── DATA FOR THIS TASK ──

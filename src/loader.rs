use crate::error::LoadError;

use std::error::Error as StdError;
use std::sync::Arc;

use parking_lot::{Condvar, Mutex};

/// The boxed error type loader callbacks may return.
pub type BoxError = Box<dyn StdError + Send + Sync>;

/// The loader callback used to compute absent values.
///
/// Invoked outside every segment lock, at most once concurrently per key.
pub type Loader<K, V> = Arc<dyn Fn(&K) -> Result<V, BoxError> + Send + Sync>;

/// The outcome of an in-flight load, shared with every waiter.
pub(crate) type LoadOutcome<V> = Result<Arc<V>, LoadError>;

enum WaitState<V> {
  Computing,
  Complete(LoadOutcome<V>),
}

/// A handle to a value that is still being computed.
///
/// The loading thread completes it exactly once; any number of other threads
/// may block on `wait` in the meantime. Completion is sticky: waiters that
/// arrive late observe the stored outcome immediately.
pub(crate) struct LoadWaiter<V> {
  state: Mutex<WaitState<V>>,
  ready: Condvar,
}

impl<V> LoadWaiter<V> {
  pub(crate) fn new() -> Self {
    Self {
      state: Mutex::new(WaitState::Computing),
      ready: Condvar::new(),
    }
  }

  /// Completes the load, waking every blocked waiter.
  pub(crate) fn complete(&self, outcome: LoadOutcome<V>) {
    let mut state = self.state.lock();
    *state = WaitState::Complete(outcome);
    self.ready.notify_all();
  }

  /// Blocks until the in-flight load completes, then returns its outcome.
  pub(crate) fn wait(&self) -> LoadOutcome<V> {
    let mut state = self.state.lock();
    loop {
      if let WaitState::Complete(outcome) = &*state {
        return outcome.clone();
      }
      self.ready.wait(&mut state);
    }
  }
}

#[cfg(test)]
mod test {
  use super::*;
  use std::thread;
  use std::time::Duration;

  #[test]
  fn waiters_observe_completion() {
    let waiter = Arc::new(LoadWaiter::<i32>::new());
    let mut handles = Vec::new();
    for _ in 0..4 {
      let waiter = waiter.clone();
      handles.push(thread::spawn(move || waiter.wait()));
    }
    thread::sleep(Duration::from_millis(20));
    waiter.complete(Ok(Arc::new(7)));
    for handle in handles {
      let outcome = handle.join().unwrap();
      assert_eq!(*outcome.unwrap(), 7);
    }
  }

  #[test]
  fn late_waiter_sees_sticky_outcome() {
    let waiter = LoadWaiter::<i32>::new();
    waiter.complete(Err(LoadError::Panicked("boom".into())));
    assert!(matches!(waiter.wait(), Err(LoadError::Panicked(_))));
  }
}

───

# REQUIRED ACTION:
The records must be reproduced in full. Nothing should differ.

# EXERCISE ANSWER:
filename src/loader.rs
use crate::error::LoadError;

use std::error::Error as StdError;
use std::sync::Arc;

use parking_lot::{Condvar, Mutex};

/// The boxed error type loader callbacks may return.
pub type BoxError = Box<dyn StdError + Send + Sync>;

/// The loader callback used to compute absent values.
///
/// Invoked outside every segment lock, at most once concurrently per key.
pub type Loader<K, V> = Arc<dyn Fn(&K) -> Result<V, BoxError> + Send + Sync>;

/// The outcome of an in-flight load, shared with every waiter.
pub(crate) type LoadOutcome<V> = Result<Arc<V>, LoadError>;

enum WaitState<V> {
  Computing,
  Complete(LoadOutcome<V>),
}

/// A handle to a value that is still being computed.
///
/// The loading thread completes it exactly once; any number of other threads
/// may block on `wait` in the meantime. Completion is sticky: waiters that
/// arrive late observe the stored outcome immediately.
pub(crate) struct LoadWaiter<V> {
  state: Mutex<WaitState<V>>,
  ready: Condvar,
}

impl<V> LoadWaiter<V> {
  pub(crate) fn new() -> Self {
    Self {
      state: Mutex::new(WaitState::Computing),
      ready: Condvar::new(),
    }
  }

  /// Completes the load, waking every blocked waiter.
  pub(crate) fn complete(&self, outcome: LoadOutcome<V>) {
    let mut state = self.state.lock();
    *state = WaitState::Complete(outcome);
    self.ready.notify_all();
  }

  /// Blocks until the in-flight load completes, then returns its outcome.
  pub(crate) fn wait(&self) -> LoadOutcome<V> {
    let mut state = self.state.lock();
    loop {
      if let WaitState::Complete(outcome) = &*state {
        return outcome.clone();
      }
      self.ready.wait(&mut state);
    }
  }
}

#[cfg(test)]
mod test {
  use super::*;
  use std::thread;
  use std::time::Duration;

  #[test]
  fn waiters_observe_completion() {
    let waiter = Arc::new(LoadWaiter::<i32>::new());
    let mut handles = Vec::new();
    for _ in 0..4 {
      let waiter = waiter.clone();
      handles.push(thread::spawn(move || waiter.wait()));
    }
    thread::sleep(Duration::from_millis(20));
    waiter.complete(Ok(Arc::new(7)));
    for handle in handles {
      let outcome = handle.join().unwrap();
      assert_eq!(*outcome.unwrap(), 7);
    }
  }

  #[test]
  fn late_waiter_sees_sticky_outcome() {
    let waiter = LoadWaiter::<i32>::new();
    waiter.complete(Err(LoadError::Panicked("boom".into())));
    assert!(matches!(waiter.wait(), Err(LoadError::Panicked(_))));
  }
}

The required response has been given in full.